TASK DETAILS — Search the entries for the word "ObjectKey" and pull out each line that has it.

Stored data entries
= Beginning of Section =

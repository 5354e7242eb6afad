//! Shader programs

use std::collections::HashMap;
use std::rc::Rc;

use serde::{Deserialize, Serialize};

use super::backend::{detached, release};
use super::{ProgramHandle, RenderResult, SharedBackend, WeakBackend};

/// Pipeline stage of a shader source
#[derive(Debug, Clone, Copy, PartialEq, Eq, Hash, Serialize, Deserialize)]
pub enum ShaderStage {
    /// Vertex stage
    Vertex,
    /// Geometry stage
    Geometry,
    /// Fragment stage
    Fragment,
}

/// Source text of one stage
#[derive(Debug, Clone, PartialEq)]
pub struct ShaderSource {
    /// Pipeline stage
    pub stage: ShaderStage,
    /// Where the source came from
    pub path: String,
    /// Source text
    pub source: String,
}

/// Linked shader program
pub struct ShaderProgram {
    name: String,
    handle: Option<ProgramHandle>,
    backend: WeakBackend,
}

impl ShaderProgram {
    /// Compile and link `stages`
    pub fn compile(
        name: impl Into<String>,
        stages: &[ShaderSource],
        backend: &SharedBackend,
    ) -> RenderResult<Self> {
        let name = name.into();
        let handle = backend.borrow_mut().create_program(&name, stages)?;
        log::debug!("Linked shader program '{}' from {} stages", name, stages.len());

        Ok(Self {
            name,
            handle: Some(handle),
            backend: Rc::downgrade(backend),
        })
    }

    /// Placeholder for a program that failed to build
    pub fn unloaded(name: impl Into<String>) -> Self {
        Self {
            name: name.into(),
            handle: None,
            backend: detached(),
        }
    }

    /// Registry name
    pub fn name(&self) -> &str {
        &self.name
    }

    /// Whether the program is linked
    pub fn is_loaded(&self) -> bool {
        self.handle.is_some()
    }

    /// Backend program
    pub fn handle(&self) -> Option<ProgramHandle> {
        self.handle
    }
}

impl std::fmt::Debug for ShaderProgram {
    fn fmt(&self, f: &mut std::fmt::Formatter<'_>) -> std::fmt::Result {
        f.debug_struct("ShaderProgram")
            .field("name", &self.name)
            .field("handle", &self.handle)
            .finish()
    }
}

impl Drop for ShaderProgram {
    fn drop(&mut self) {
        if let Some(handle) = self.handle.take() {
            release(&self.backend, &self.name, |backend| backend.destroy_program(handle));
        }
    }
}

/// Named shader programs
#[derive(Debug, Default)]
pub struct ShaderRegistry {
    programs: HashMap<String, Rc<ShaderProgram>>,
}

impl ShaderRegistry {
    /// Create an empty registry
    pub fn new() -> Self {
        Self::default()
    }

    /// Register a program under its name, returning the one it replaces
    pub fn insert(&mut self, program: ShaderProgram) -> Option<Rc<ShaderProgram>> {
        self.programs.insert(program.name().to_string(), Rc::new(program))
    }

    /// Program registered as `name`
    pub fn get(&self, name: &str) -> Option<Rc<ShaderProgram>> {
        self.programs.get(name).cloned()
    }

    /// Unregister a program
    pub fn remove(&mut self, name: &str) -> Option<Rc<ShaderProgram>> {
        self.programs.remove(name)
    }

    /// Registered names, sorted
    pub fn names(&self) -> Vec<&str> {
        let mut names: Vec<&str> = self.programs.keys().map(String::as_str).collect();
        names.sort_unstable();
        names
    }

    /// Number of registered programs
    pub fn len(&self) -> usize {
        self.programs.len()
    }

    /// Whether no program is registered
    pub fn is_empty(&self) -> bool {
        self.programs.is_empty()
    }

    /// Drop every program
    pub fn clear(&mut self) {
        self.programs.clear();
    }
}
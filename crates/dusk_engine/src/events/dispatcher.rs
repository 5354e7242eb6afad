//! Per-instance dispatch table
//!
//! Listeners may add or remove listeners (including themselves) from inside
//! their own invocation. Dispatch never holds a borrow of the table while a
//! callback runs: it walks the list by index, removal only marks entries
//! dead while a dispatch of that id is in flight, and dead entries are
//! compacted once the outermost dispatch of the id returns.

use std::cell::{Cell, RefCell};
use std::collections::HashMap;
use std::rc::{Rc, Weak};

use super::{Callback, CallbackKey, Event, EventId, FunctionCallback, MethodCallback, ObjectKey};
use crate::script::ScriptContextId;

struct Listener {
    callback: Box<dyn Callback>,
    alive: Cell<bool>,
}

impl Listener {
    fn is_alive(&self) -> bool {
        self.alive.get()
    }

    fn kill(&self) {
        self.alive.set(false);
    }
}

#[derive(Default)]
struct ListenerList {
    entries: Vec<Rc<Listener>>,
    dispatching: u32,
}

impl ListenerList {
    fn live(&self) -> impl Iterator<Item = &Rc<Listener>> {
        self.entries.iter().filter(|listener| listener.is_alive())
    }

    /// Kill every live listener matching `predicate`, then compact when idle
    fn remove_where(&mut self, mut predicate: impl FnMut(&CallbackKey) -> bool) -> usize {
        let mut removed = 0;
        for listener in &self.entries {
            if listener.is_alive() && predicate(&listener.callback.key()) {
                listener.kill();
                removed += 1;
            }
        }
        self.compact();
        removed
    }

    fn compact(&mut self) {
        if self.dispatching == 0 {
            self.entries.retain(|listener| listener.is_alive());
        }
    }

    fn is_disposable(&self) -> bool {
        self.dispatching == 0 && self.entries.is_empty()
    }
}

/// Event dispatch table owned by one object
#[derive(Default)]
pub struct Dispatcher {
    table: RefCell<HashMap<EventId, ListenerList>>,
}

impl Dispatcher {
    /// Create an empty dispatcher
    pub fn new() -> Self {
        Self::default()
    }

    /// Append a listener for `id`
    ///
    /// No de-duplication is performed. A listener added while `id` is being
    /// dispatched is first invoked by the next dispatch.
    pub fn add_listener(&self, id: EventId, callback: impl Callback + 'static) {
        self.table
            .borrow_mut()
            .entry(id)
            .or_default()
            .entries
            .push(Rc::new(Listener {
                callback: Box::new(callback),
                alive: Cell::new(true),
            }));
    }

    /// Append a free function listener
    pub fn add_function(&self, id: EventId, function: fn(&Event)) {
        self.add_listener(id, FunctionCallback::new(function));
    }

    /// Append a method listener bound to `object`
    pub fn add_method<T: 'static>(&self, id: EventId, object: Weak<T>, method: fn(&T, &Event)) {
        self.add_listener(id, MethodCallback::new(object, method));
    }

    /// Remove the first live listener for `id` matching `key`
    ///
    /// Unknown keys are ignored. Returns whether a listener was removed.
    pub fn remove_listener(&self, id: EventId, key: &CallbackKey) -> bool {
        let mut table = self.table.borrow_mut();
        let Some(list) = table.get_mut(&id) else {
            return false;
        };

        let Some(listener) = list.live().find(|listener| listener.callback.key() == *key) else {
            return false;
        };
        listener.kill();
        list.compact();

        if list.is_disposable() {
            table.remove(&id);
        }
        true
    }

    /// Remove a free function listener
    pub fn remove_function(&self, id: EventId, function: fn(&Event)) -> bool {
        self.remove_listener(id, &CallbackKey::function(function))
    }

    /// Remove a method listener bound to `object`
    pub fn remove_method<T>(&self, id: EventId, object: &T, method: fn(&T, &Event)) -> bool {
        self.remove_listener(id, &CallbackKey::method(object, method))
    }

    /// Remove every method listener bound to `object`, for any id
    pub fn remove_listeners_of(&self, object: ObjectKey) -> usize {
        self.remove_all_where(|key| key.is_bound_to(object))
    }

    /// Remove every listener registered by one script context
    pub fn remove_script_listeners(&self, context: ScriptContextId) -> usize {
        self.remove_all_where(|key| key.is_in_script(context))
    }

    /// Remove every listener for one id
    pub fn remove_all_listeners_for(&self, id: EventId) {
        let mut table = self.table.borrow_mut();
        if let Some(list) = table.get_mut(&id) {
            list.remove_where(|_| true);
            if list.is_disposable() {
                table.remove(&id);
            }
        }
    }

    /// Remove every listener for every id
    pub fn remove_all_listeners(&self) {
        self.remove_all_where(|_| true);
    }

    fn remove_all_where(&self, mut predicate: impl FnMut(&CallbackKey) -> bool) -> usize {
        let mut table = self.table.borrow_mut();
        let removed = table
            .values_mut()
            .map(|list| list.remove_where(&mut predicate))
            .sum();
        table.retain(|_, list| !list.is_disposable());
        removed
    }

    /// Invoke every live listener for `event.id` in registration order
    pub fn dispatch(&self, event: &Event) {
        let count = {
            let mut table = self.table.borrow_mut();
            let Some(list) = table.get_mut(&event.id) else {
                return;
            };
            list.dispatching += 1;
            list.entries.len()
        };

        for index in 0..count {
            // Entries are never erased while the id is dispatching, so indices are stable
            let listener = self
                .table
                .borrow()
                .get(&event.id)
                .and_then(|list| list.entries.get(index).cloned());

            match listener {
                Some(listener) if listener.is_alive() => listener.callback.invoke(event),
                Some(_) => {}
                None => break,
            }
        }

        let mut table = self.table.borrow_mut();
        if let Some(list) = table.get_mut(&event.id) {
            list.dispatching = list.dispatching.saturating_sub(1);
            list.compact();
            if list.is_disposable() {
                table.remove(&event.id);
            }
        }
    }

    /// Number of live listeners for `id`
    pub fn listener_count(&self, id: EventId) -> usize {
        self.table
            .borrow()
            .get(&id)
            .map_or(0, |list| list.live().count())
    }

    /// Whether `id` has at least one live listener
    pub fn has_listeners(&self, id: EventId) -> bool {
        self.listener_count(id) > 0
    }

    /// Ids with at least one live listener, in ascending order
    pub fn event_ids(&self) -> Vec<EventId> {
        let mut ids: Vec<EventId> = self
            .table
            .borrow()
            .iter()
            .filter(|(_, list)| list.live().next().is_some())
            .map(|(id, _)| *id)
            .collect();
        ids.sort_unstable();
        ids
    }
}

impl Drop for Dispatcher {
    fn drop(&mut self) {
        let table = self.table.get_mut();
        let remaining: usize = table.values().map(|list| list.live().count()).sum();
        if remaining > 0 {
            log::trace!("Dispatcher dropped with {} live listeners", remaining);
        }
        table.clear();
    }
}

/// Capability of objects that own a [`Dispatcher`]
pub trait EventDispatcher {
    /// The owned dispatch table
    fn dispatcher(&self) -> &Dispatcher;

    /// Register a listener on this object
    fn add_event_listener(&self, id: EventId, callback: impl Callback + 'static)
    where
        Self: Sized,
    {
        self.dispatcher().add_listener(id, callback);
    }

    /// Remove a listener from this object
    fn remove_event_listener(&self, id: EventId, key: &CallbackKey) -> bool {
        self.dispatcher().remove_listener(id, key)
    }

    /// Fire an event on this object
    fn dispatch_event(&self, event: &Event) {
        self.dispatcher().dispatch(event);
    }
}
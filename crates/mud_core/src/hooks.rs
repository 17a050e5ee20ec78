//! Extension points for scripted behaviour.
//!
//! NPC special procedures and triggers plug in here as trait objects keyed
//! by NPC prototype. Every method defaults to [`HookVerdict::Proceed`], so
//! an implementation only overrides the events it cares about.

use std::collections::BTreeMap;
use std::fmt;
use std::sync::Arc;

use serde::{Deserialize, Serialize};

use crate::character::{ActorKind, Character};
use crate::ids::CharId;
use crate::world::World;

/// Answer of a hook.
#[derive(Debug, Clone, Copy, PartialEq, Eq, Hash, Serialize, Deserialize, Default)]
pub enum HookVerdict {
    /// Let the default behaviour run.
    #[default]
    Proceed,
    /// Stop the default behaviour.
    Veto,
}

impl HookVerdict {
    /// Whether the hook stopped the default behaviour.
    #[must_use]
    pub const fn is_veto(self) -> bool {
        matches!(self, HookVerdict::Veto)
    }
}

/// What a hook sees: read-only world, the subject and the other party.
#[derive(Clone, Copy)]
pub struct HookContext<'a> {
    /// World at the time of the event.
    pub world: &'a World,
    /// Character the hook is attached to.
    pub subject: CharId,
    /// The other party, if any.
    pub other: Option<CharId>,
}

/// Death triggers.
pub trait OnDeath: Send + Sync {
    /// About to die; `Veto` keeps the subject alive.
    fn on_die(&self, _ctx: HookContext<'_>) -> HookVerdict {
        HookVerdict::Proceed
    }

    /// About to be turned into a corpse; `Veto` means the hook disposed of
    /// the body itself.
    fn on_raw_kill(&self, _ctx: HookContext<'_>) -> HookVerdict {
        HookVerdict::Proceed
    }
}

/// Damage triggers.
pub trait OnDamage: Send + Sync {
    /// The subject is about to strike `other`, who is not fighting it yet.
    /// `Veto` intercepts the blow.
    fn special_damage(&self, _ctx: HookContext<'_>) -> HookVerdict {
        HookVerdict::Proceed
    }

    /// The subject is about to take damage from `other`. `Veto` cancels it.
    fn on_damage(&self, _ctx: HookContext<'_>) -> HookVerdict {
        HookVerdict::Proceed
    }
}

/// Command triggers.
pub trait OnCommand: Send + Sync {
    /// The subject is about to run `command`. `Veto` swallows the command.
    fn on_command(&self, _ctx: HookContext<'_>, _command: &str) -> HookVerdict {
        HookVerdict::Proceed
    }
}

/// Which characters a hook applies to.
#[derive(Debug, Clone, Copy, PartialEq, Eq, PartialOrd, Ord, Hash, Serialize, Deserialize)]
pub enum HookKey {
    /// NPCs of one prototype.
    Npc(u32),
    /// Every character.
    Any,
}

impl HookKey {
    fn matches(self, ch: &Character) -> bool {
        match self {
            HookKey::Any => true,
            HookKey::Npc(vnum) => matches!(ch.kind, ActorKind::Npc { vnum: v, .. } if v == vnum),
        }
    }
}

/// Registered hooks.
#[derive(Clone, Default)]
pub struct HookRegistry {
    death: BTreeMap<HookKey, Vec<Arc<dyn OnDeath>>>,
    damage: BTreeMap<HookKey, Vec<Arc<dyn OnDamage>>>,
    command: BTreeMap<HookKey, Vec<Arc<dyn OnCommand>>>,
}

impl fmt::Debug for HookRegistry {
    fn fmt(&self, f: &mut fmt::Formatter<'_>) -> fmt::Result {
        f.debug_struct("HookRegistry")
            .field("death", &self.death.keys().collect::<Vec<_>>())
            .field("damage", &self.damage.keys().collect::<Vec<_>>())
            .field("command", &self.command.keys().collect::<Vec<_>>())
            .finish()
    }
}

fn first_veto<T: ?Sized>(
    map: &BTreeMap<HookKey, Vec<Arc<T>>>,
    ctx: HookContext<'_>,
    call: impl Fn(&T, HookContext<'_>) -> HookVerdict,
) -> HookVerdict {
    let Some(subject) = ctx.world.character(ctx.subject) else {
        return HookVerdict::Proceed;
    };
    let vetoed = map
        .iter()
        .filter(|(key, _)| key.matches(subject))
        .flat_map(|(_, hooks)| hooks.iter())
        .any(|hook| call(hook, ctx).is_veto());
    if vetoed {
        HookVerdict::Veto
    } else {
        HookVerdict::Proceed
    }
}

impl HookRegistry {
    /// Empty registry.
    #[must_use]
    pub fn new() -> Self {
        Self::default()
    }

    /// Register a death hook.
    pub fn on_death(&mut self, key: HookKey, hook: Arc<dyn OnDeath>) {
        self.death.entry(key).or_default().push(hook);
    }

    /// Register a damage hook.
    pub fn on_damage(&mut self, key: HookKey, hook: Arc<dyn OnDamage>) {
        self.damage.entry(key).or_default().push(hook);
    }

    /// Register a command hook.
    pub fn on_command(&mut self, key: HookKey, hook: Arc<dyn OnCommand>) {
        self.command.entry(key).or_default().push(hook);
    }

    /// Run death triggers.
    #[must_use]
    pub fn die(&self, ctx: HookContext<'_>) -> HookVerdict {
        first_veto(&self.death, ctx, |h, c| h.on_die(c))
    }

    /// Run corpse-disposal triggers.
    #[must_use]
    pub fn raw_kill(&self, ctx: HookContext<'_>) -> HookVerdict {
        first_veto(&self.death, ctx, |h, c| h.on_raw_kill(c))
    }

    /// Run attacker-side special damage procedures.
    #[must_use]
    pub fn special_damage(&self, ctx: HookContext<'_>) -> HookVerdict {
        first_veto(&self.damage, ctx, |h, c| h.special_damage(c))
    }

    /// Run victim-side damage triggers.
    #[must_use]
    pub fn damage(&self, ctx: HookContext<'_>) -> HookVerdict {
        first_veto(&self.damage, ctx, |h, c| h.on_damage(c))
    }

    /// Run command triggers.
    #[must_use]
    pub fn command(&self, ctx: HookContext<'_>, command: &str) -> HookVerdict {
        first_veto(&self.command, ctx, |h, c| h.on_command(c, command))
    }
}

#[cfg(test)]
mod tests {
    use super::*;
    use crate::ids::RoomId;
    use crate::world::Room;

    struct Immortal;

    impl OnDeath for Immortal {
        fn on_die(&self, _ctx: HookContext<'_>) -> HookVerdict {
            HookVerdict::Veto
        }
    }

    #[test]
    fn test_hooks_match_by_prototype() {
        let mut world = World::new();
        world.add_room(Room::new(RoomId(1), "Hall"));
        let balrog = world.add_character(Character::npc("balrog", 666, 50));
        let orc = world.add_character(Character::npc("orc", 100, 5));

        let mut hooks = HookRegistry::new();
        hooks.on_death(HookKey::Npc(666), Arc::new(Immortal));

        let ctx = |subject| HookContext {
            world: &world,
            subject,
            other: None,
        };
        assert_eq!(hooks.die(ctx(balrog)), HookVerdict::Veto);
        assert_eq!(hooks.die(ctx(orc)), HookVerdict::Proceed);
        // default methods never veto
        assert_eq!(hooks.raw_kill(ctx(balrog)), HookVerdict::Proceed);
    }

    #[test]
    fn test_empty_registry_proceeds() {
        let mut world = World::new();
        let id = world.add_character(Character::player("Luthien", 1, 10));
        let hooks = HookRegistry::default();
        let ctx = HookContext {
            world: &world,
            subject: id,
            other: None,
        };
        assert_eq!(hooks.damage(ctx), HookVerdict::Proceed);
        assert_eq!(hooks.command(ctx, "kick"), HookVerdict::Proceed);
    }
}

= End of Section =

TASK RESULT —
use super::{Callback, CallbackKey, Event, EventId, FunctionCallback, MethodCallback, ObjectKey};
    pub fn remove_listeners_of(&self, object: ObjectKey) -> usize {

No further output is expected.